From the perspective of QM, how can a thermodynamically isolated system can have a constant internal energy $U$? In thermodynamics, we assume that an isolated system has an internal energy $U$, and if there is no heat given, or work done by/to the the system, this energy is constant.
However, in QM, we do know that, as long as we don't do a measurement, the particle do not acquire a definite (up to experimental error) energy, so how can we talk about a closed system having a constant total internal energy $U$ in that case ?
 A: To be specific, consider a closed system of $N$ spinless particles described by the Schrodinger equation
$$
i\frac{d}{dt}\psi(t,\mathbf{x}_1,\mathbf{x}_2,...,\mathbf{x}_N)
=H\psi(t,\mathbf{x}_1,\mathbf{x}_2,...,\mathbf{x}_N)
\tag{1}
$$
where the Hamiltonian $H$ is 
$$
H = \frac{\mathbf{P}_1^2}{2m_1} + \frac{\mathbf{P}_2^2}{2m_1} + \cdots
+  \frac{\mathbf{P}_N^2}{2m_N}
\tag{2}
$$
with $\mathbf{P}_n=-i\hbar\nabla_n$ being the momentum operator for the $n$-th particle, and $\nabla_n$ is the gradient with respect to $\mathbf{x}_n$. For simplicity, equation (2) assumes that the particles are non-interacting, but interaction terms $V(\mathbf{x}_j-\mathbf{x}_k)$ may be included if desired.
(To represent a system of identical bosons or fermions, simply set all the masses equal to each other and require that the wavefunction $\psi$ be totally symmetric or antisymmeric, respectively.)
The Hamiltonian is the observable corresponding to the system's total energy. A function $\psi$ that satisfies
$$
H\psi(t,\mathbf{x}_1,\mathbf{x}_2,...,\mathbf{x}_N)
=E\psi(t,\mathbf{x}_1,\mathbf{x}_2,...,\mathbf{x}_N)
\tag{3}
$$
would represent a state of definite energy $E$, and equation (1) says that if $\psi$ has definite energy initially, then it has that same definite energy forever. 
In general, the state $\psi$ of interest won't have strictly definite energy, but any normalizable state $\psi$ can be written as a linear combination (superposition) of functions that do.
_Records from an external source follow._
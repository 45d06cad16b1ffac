// SPDX-License-Identifier: Apache-2.0 OR MIT
// Copyright (c) 2026 naskel.com

//! Single-worker serialized task queue.
//!
//! All broadcaster state mutation funnels through one dedicated worker
//! thread: `invoke` enqueues and returns immediately, tasks run strictly in
//! submission order, and no two tasks ever overlap. That serialization is
//! what makes the device map safe without a per-operation lock, and it
//! decouples callers (device-event callbacks arriving on arbitrary
//! threads) from any work that touches the bus.

use std::panic::{catch_unwind, AssertUnwindSafe};
use std::sync::atomic::{AtomicBool, Ordering};
use std::sync::Arc;
use std::thread::{self, JoinHandle};

use crossbeam::channel::{unbounded, Receiver, Sender};
use parking_lot::Mutex;

type Task = Box<dyn FnOnce() + Send + 'static>;

struct Inner {
    tx: Option<Sender<Task>>,
    rx: Option<Receiver<Task>>,
    worker: Option<JoinHandle<()>>,
    started: bool,
}

/// Serialized task queue with one dedicated worker thread.
pub struct Dispatcher {
    inner: Mutex<Inner>,
    stopped: Arc<AtomicBool>,
}

impl Dispatcher {
    pub fn new() -> Self {
        let (tx, rx) = unbounded();
        Self {
            inner: Mutex::new(Inner {
                tx: Some(tx),
                rx: Some(rx),
                worker: None,
                started: false,
            }),
            stopped: Arc::new(AtomicBool::new(false)),
        }
    }

    /// Spawn the worker. Idempotent; a second call is a no-op.
    ///
    /// Tasks enqueued before `start` are kept and run once the worker is
    /// up, still in submission order.
    pub fn start(&self) {
        let mut inner = self.inner.lock();
        if inner.started || self.stopped.load(Ordering::SeqCst) {
            return;
        }
        let Some(rx) = inner.rx.take() else {
            return;
        };
        let stopped = Arc::clone(&self.stopped);
        inner.worker = Some(thread::spawn(move || worker_loop(&rx, &stopped)));
        inner.started = true;
        log::debug!("[dispatcher] worker started");
    }

    /// Enqueue a task and return immediately.
    ///
    /// After `stop` the task is silently dropped; callers racing a
    /// shutdown must tolerate that.
    pub fn invoke<F>(&self, task: F)
    where
        F: FnOnce() + Send + 'static,
    {
        if self.stopped.load(Ordering::SeqCst) {
            log::debug!("[dispatcher] task dropped, dispatcher is stopped");
            return;
        }
        let inner = self.inner.lock();
        if let Some(tx) = &inner.tx {
            let _ = tx.send(Box::new(task));
        }
    }

    /// Stop the worker and join it. Idempotent.
    ///
    /// Tasks still queued when `stop` is called do not run.
    pub fn stop(&self) {
        if self.stopped.swap(true, Ordering::SeqCst) {
            return;
        }
        let worker = {
            let mut inner = self.inner.lock();
            // Closing the channel wakes the worker out of a blocking recv.
            inner.tx = None;
            inner.worker.take()
        };
        if let Some(handle) = worker {
            if handle.join().is_err() {
                log::error!("[dispatcher] worker panicked outside a task");
            }
        }
        log::debug!("[dispatcher] stopped");
    }
}

impl Default for Dispatcher {
    fn default() -> Self {
        Self::new()
    }
}

impl Drop for Dispatcher {
    fn drop(&mut self) {
        self.stop();
    }
}

fn worker_loop(rx: &Receiver<Task>, stopped: &AtomicBool) {
    // The iterator ends when the sender side is dropped by `stop`. Buffered
    // tasks are still delivered after the disconnect, so re-check the stop
    // flag before running each one.
    for task in rx.iter() {
        if stopped.load(Ordering::SeqCst) {
            break;
        }
        if catch_unwind(AssertUnwindSafe(task)).is_err() {
            log::error!("[dispatcher] task panicked; worker continues");
        }
    }
}

#[cfg(test)]
mod tests {
    use super::*;
    use std::sync::mpsc;
    use std::time::Duration;

    fn drain_marker(dispatcher: &Dispatcher) {
        let (tx, rx) = mpsc::channel();
        dispatcher.invoke(move || {
            let _ = tx.send(());
        });
        rx.recv_timeout(Duration::from_secs(5))
            .expect("dispatcher did not drain");
    }

    #[test]
    fn test_tasks_run_in_fifo_order() {
        let dispatcher = Dispatcher::new();
        dispatcher.start();

        let order = Arc::new(Mutex::new(Vec::new()));
        for i in 0..100 {
            let order = Arc::clone(&order);
            dispatcher.invoke(move || order.lock().push(i));
        }
        drain_marker(&dispatcher);

        let seen = order.lock().clone();
        assert_eq!(seen, (0..100).collect::<Vec<_>>());
    }

    #[test]
    fn test_tasks_enqueued_before_start_run_after_start() {
        let dispatcher = Dispatcher::new();
        let ran = Arc::new(AtomicBool::new(false));
        {
            let ran = Arc::clone(&ran);
            dispatcher.invoke(move || ran.store(true, Ordering::SeqCst));
        }
        assert!(!ran.load(Ordering::SeqCst));

        dispatcher.start();
        drain_marker(&dispatcher);
        assert!(ran.load(Ordering::SeqCst));
    }

    #[test]
    fn test_invoke_after_stop_is_dropped() {
        let dispatcher = Dispatcher::new();
        dispatcher.start();
        dispatcher.stop();

        let ran = Arc::new(AtomicBool::new(false));
        {
            let ran = Arc::clone(&ran);
            dispatcher.invoke(move || ran.store(true, Ordering::SeqCst));
        }
        // Nothing to wait on; the worker is gone. Give it a moment anyway.
        std::thread::sleep(Duration::from_millis(50));
        assert!(!ran.load(Ordering::SeqCst));
    }

    #[test]
    fn test_start_and_stop_are_idempotent() {
        let dispatcher = Dispatcher::new();
        dispatcher.start();
        dispatcher.start();
        drain_marker(&dispatcher);
        dispatcher.stop();
        dispatcher.stop();
    }

    #[test]
    fn test_panicking_task_does_not_kill_worker() {
        let dispatcher = Dispatcher::new();
        dispatcher.start();

        dispatcher.invoke(|| panic!("task exploded"));

        let ran = Arc::new(AtomicBool::new(false));
        {
            let ran = Arc::clone(&ran);
            dispatcher.invoke(move || ran.store(true, Ordering::SeqCst));
        }
        drain_marker(&dispatcher);
        assert!(ran.load(Ordering::SeqCst));
    }

    #[test]
    fn test_stop_joins_within_bounded_time() {
        let dispatcher = Arc::new(Dispatcher::new());
        dispatcher.start();

        let (tx, rx) = mpsc::channel();
        let d = Arc::clone(&dispatcher);
        thread::spawn(move || {
            d.stop();
            let _ = tx.send(());
        });
        rx.recv_timeout(Duration::from_secs(5))
            .expect("stop() hung");
    }
}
Using $\langle\cdots\rangle$ to denote the expectation value of an operator "$\cdots$" in a given state $\psi$, we can define the mean energy $U\equiv\langle H\rangle$ and the standard deviation 
$$
\Delta U\equiv \sqrt{\langle H^2\rangle-\langle H\rangle^2}.
$$
These definitions make sense whether or not any measurements have been made, and equation (1) implies that the quantities $U$ and $\Delta U$ are both independent of time. Even if $\psi$ doesn't have a definite energy, as long as $\Delta U$ is small compared to $U$, we can still reasonably refer to $U$ as "the" internal energy of the system, with the understanding that this is just an (excellent) approximation. If desired, we could think of this as being the result of an imperfect measurement of $H$ (with finite resolution $\Delta U$), but that's not necessary. 
Referring to $U$ as "the" internal energy of the system makes sense for the same reason that it makes sense to talk about the location of a book resting on a table, even though we know that the book is a quantum object that doesn't really have a strictly well-defined location. As long as the quantum spread in the book's location is neglible for most practical purposes, we can reasonably talk about "the" location of the book.
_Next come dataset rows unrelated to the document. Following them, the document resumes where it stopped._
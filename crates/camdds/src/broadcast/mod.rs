// SPDX-License-Identifier: Apache-2.0 OR MIT
// Copyright (c) 2026 naskel.com

//! Device discovery broadcasting.
//!
//! Bridges a locally-connected device registry to the shared
//! `realsense/device-info` topic: one data writer per device, add/remove
//! serialized through a single-worker dispatcher, and a level-triggered
//! notifier that re-publishes device info whenever a late subscriber joins.

mod broadcaster;
mod device;
mod dispatcher;

pub use broadcaster::DeviceBroadcaster;
pub use device::{
    topic_root_for, DeviceInfo, DeviceSource, StaticDevice, DEVICE_INFO_TOPIC,
    DEVICE_NAME_PREFIX, MAX_NAME_LEN, MAX_PRODUCT_LINE_LEN, MAX_SERIAL_LEN, MAX_TOPIC_ROOT_LEN,
};
pub use dispatcher::Dispatcher;
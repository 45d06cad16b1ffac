// SPDX-License-Identifier: Apache-2.0 OR MIT
// Copyright (c) 2026 naskel.com

//! Entity GUID (Globally Unique Identifier).

use std::fmt;
use std::sync::atomic::{AtomicU16, Ordering};
use std::time::{SystemTime, UNIX_EPOCH};

/// Entity ID assigned to the participant itself.
pub const ENTITY_ID_PARTICIPANT: [u8; 4] = [0x00, 0x00, 0x01, 0xC1];

/// 16-byte entity identifier.
///
/// # Structure
/// - Prefix: 12 bytes, unique per participant (process id + clock + counter)
/// - Entity ID: 4 bytes, unique per entity within a participant
///
/// # Display Format
/// Hex with dots: "00.00.30.39.5f.3a.10.c4.88.21.00.01.00.00.01.c1"
#[derive(Copy, Clone, Eq, PartialEq, Hash)]
pub struct Guid {
    pub prefix: [u8; 12],
    pub entity_id: [u8; 4],
}

impl Guid {
    /// Create a GUID from separate prefix and entity ID.
    pub fn new(prefix: [u8; 12], entity_id: [u8; 4]) -> Self {
        Self { prefix, entity_id }
    }

    /// Create a GUID from 16 raw bytes.
    pub fn from_bytes(bytes: [u8; 16]) -> Self {
        let mut prefix = [0u8; 12];
        let mut entity_id = [0u8; 4];
        prefix.copy_from_slice(&bytes[0..12]);
        entity_id.copy_from_slice(&bytes[12..16]);
        Self { prefix, entity_id }
    }

    /// Convert to a 16-byte array.
    pub fn as_bytes(&self) -> [u8; 16] {
        let mut bytes = [0u8; 16];
        bytes[0..12].copy_from_slice(&self.prefix);
        bytes[12..16].copy_from_slice(&self.entity_id);
        bytes
    }

    /// All-zero GUID (invalid/placeholder).
    pub fn zero() -> Self {
        Self {
            prefix: [0; 12],
            entity_id: [0; 4],
        }
    }

    /// Check whether this is the all-zero GUID.
    pub fn is_zero(&self) -> bool {
        self.prefix.iter().all(|&b| b == 0) && self.entity_id.iter().all(|&b| b == 0)
    }
}

impl fmt::Display for Guid {
    fn fmt(&self, f: &mut fmt::Formatter<'_>) -> fmt::Result {
        for (i, byte) in self.prefix.iter().enumerate() {
            if i > 0 {
                write!(f, ".")?;
            }
            write!(f, "{:02x}", byte)?;
        }
        for byte in &self.entity_id {
            write!(f, ".{:02x}", byte)?;
        }
        Ok(())
    }
}

impl fmt::Debug for Guid {
    fn fmt(&self, f: &mut fmt::Formatter<'_>) -> fmt::Result {
        write!(f, "Guid({})", self)
    }
}

/// Build a fresh participant prefix.
///
/// Layout: process id (4 bytes) + wall-clock nanos (6 bytes) + process-wide
/// counter (2 bytes). The counter disambiguates participants created within
/// the same nanosecond tick.
pub(crate) fn fresh_prefix() -> [u8; 12] {
    static COUNTER: AtomicU16 = AtomicU16::new(0);

    let mut prefix = [0u8; 12];
    prefix[0..4].copy_from_slice(&std::process::id().to_be_bytes());

    let nanos = SystemTime::now()
        .duration_since(UNIX_EPOCH)
        .map(|d| d.as_nanos() as u64)
        .unwrap_or(0);
    prefix[4..10].copy_from_slice(&nanos.to_be_bytes()[2..8]);

    let count = COUNTER.fetch_add(1, Ordering::Relaxed);
    prefix[10..12].copy_from_slice(&count.to_be_bytes());
    prefix
}

#[cfg(test)]
mod tests {
    use super::*;

    #[test]
    fn test_guid_roundtrip_bytes() {
        let orig = [1, 2, 3, 4, 5, 6, 7, 8, 9, 10, 11, 12, 13, 14, 15, 16];
        let guid = Guid::from_bytes(orig);
        assert_eq!(guid.as_bytes(), orig);
    }

    #[test]
    fn test_guid_display() {
        let guid = Guid::new([1, 15, 172, 16, 0, 0, 0, 0, 0, 0, 0, 1], [0, 0, 1, 193]);
        assert_eq!(
            format!("{}", guid),
            "01.0f.ac.10.00.00.00.00.00.00.00.01.00.00.01.c1"
        );
    }

    #[test]
    fn test_guid_zero() {
        assert!(Guid::zero().is_zero());
        let non_zero = Guid::new([1, 0, 0, 0, 0, 0, 0, 0, 0, 0, 0, 0], [0, 0, 0, 0]);
        assert!(!non_zero.is_zero());
    }

    #[test]
    fn test_fresh_prefixes_differ() {
        let a = fresh_prefix();
        let b = fresh_prefix();
        assert_ne!(a, b);
    }
}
Whether or not $\psi$ has a definite total energy, the individual particles typically don't have well-defined energies. In other words, even if $\psi$ is an eigenstate of $H$, it generally won't be an eigenstate of the single-particle operator $\mathbf{P}_n^2/2m_n$. The individual particles generally don't even have wavefunctions of their own, because they are typically entangled with each other. In other words, the multi-particle wavefunction $\psi$ typically cannot be factorized into single-particle wavefunctions. Still, as long as $\Delta U$ is small compared to $U$, we can refer to $U$ as "the" internal energy of the system, as a good approximation.
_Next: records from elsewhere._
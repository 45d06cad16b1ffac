// SPDX-License-Identifier: Apache-2.0 OR MIT
// Copyright (c) 2026 naskel.com

//! Publisher entity - creates and manages DataWriter instances.
//!
//! Publisher and Subscriber are structurally near-identical on purpose:
//! callers expect the symmetric pair of factory entities, and the two sides
//! carry role-specific documentation and QoS defaults.

use std::sync::Arc;

use crate::bus::codec::BusData;
use crate::bus::listener::DataWriterListener;
use crate::bus::participant::ParticipantCore;
use crate::bus::qos::QoS;
use crate::bus::topic::Topic;
use crate::bus::writer::DataWriter;
use crate::Result;

/// Factory for [`DataWriter`] instances.
#[derive(Clone)]
pub struct Publisher {
    core: Arc<ParticipantCore>,
    qos: QoS,
}

impl Publisher {
    pub(crate) fn new(core: Arc<ParticipantCore>, qos: QoS) -> Self {
        Self { core, qos }
    }

    /// QoS this publisher was created with.
    pub fn qos(&self) -> &QoS {
        &self.qos
    }

    /// Create a writer on `topic` with its own QoS.
    pub fn create_writer<T: BusData>(&self, topic: &Topic<T>, qos: QoS) -> Result<DataWriter<T>> {
        DataWriter::create(Arc::clone(&self.core), topic, qos, None)
    }

    /// Create a writer with a listener attached from the start, so no
    /// match event can slip by before the caller wires one up.
    pub fn create_writer_with_listener<T: BusData>(
        &self,
        topic: &Topic<T>,
        qos: QoS,
        listener: Arc<dyn DataWriterListener>,
    ) -> Result<DataWriter<T>> {
        DataWriter::create(Arc::clone(&self.core), topic, qos, Some(listener))
    }
}
// SPDX-License-Identifier: Apache-2.0 OR MIT
// Copyright (c) 2026 naskel.com

//! Subscriber entity - creates and manages DataReader instances.

use std::sync::Arc;

use crate::bus::codec::BusData;
use crate::bus::listener::DataReaderListener;
use crate::bus::participant::ParticipantCore;
use crate::bus::qos::QoS;
use crate::bus::reader::DataReader;
use crate::bus::topic::Topic;
use crate::Result;

/// Factory for [`DataReader`] instances.
#[derive(Clone)]
pub struct Subscriber {
    core: Arc<ParticipantCore>,
    qos: QoS,
}

impl Subscriber {
    pub(crate) fn new(core: Arc<ParticipantCore>, qos: QoS) -> Self {
        Self { core, qos }
    }

    /// QoS this subscriber was created with.
    pub fn qos(&self) -> &QoS {
        &self.qos
    }

    /// Create a reader on `topic` with its own QoS.
    pub fn create_reader<T: BusData>(&self, topic: &Topic<T>, qos: QoS) -> Result<DataReader<T>> {
        DataReader::create(Arc::clone(&self.core), topic, qos, None)
    }

    /// Create a reader with a listener attached from the start.
    pub fn create_reader_with_listener<T: BusData>(
        &self,
        topic: &Topic<T>,
        qos: QoS,
        listener: Arc<dyn DataReaderListener<T>>,
    ) -> Result<DataReader<T>> {
        DataReader::create(Arc::clone(&self.core), topic, qos, Some(listener))
    }
}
Now, what if $U$ is not equal to any of the possible eigenvalues $E$ in (3)? As pointed out in a comment by the OP, this can occur if the system is restricted to a finite volume, in which case the  particles' momenta (and therefore the total energy) are restricted to a discrete set of values. That's okay, because as long as the volume is large enough, the spacing between the allowed energies will be so fine that it might as well be continuous for all practical purposes. The definition $U=\langle H\rangle$ does not require that $U$ be precisely equal to any eigenvalue of $H$, nor does the idea that $U$ represents the system's total internal energy — with the understanding that this is just an (excellent) approximation.
Altogether, for all practical purposes, we can regard $U=\langle H\rangle$ as "the" total internal energy of the system as long as $\Delta U$ is sufficiently small. Measurement is not required for this to make sense, and equation (1) implies that this $U$ is indeed constant in time.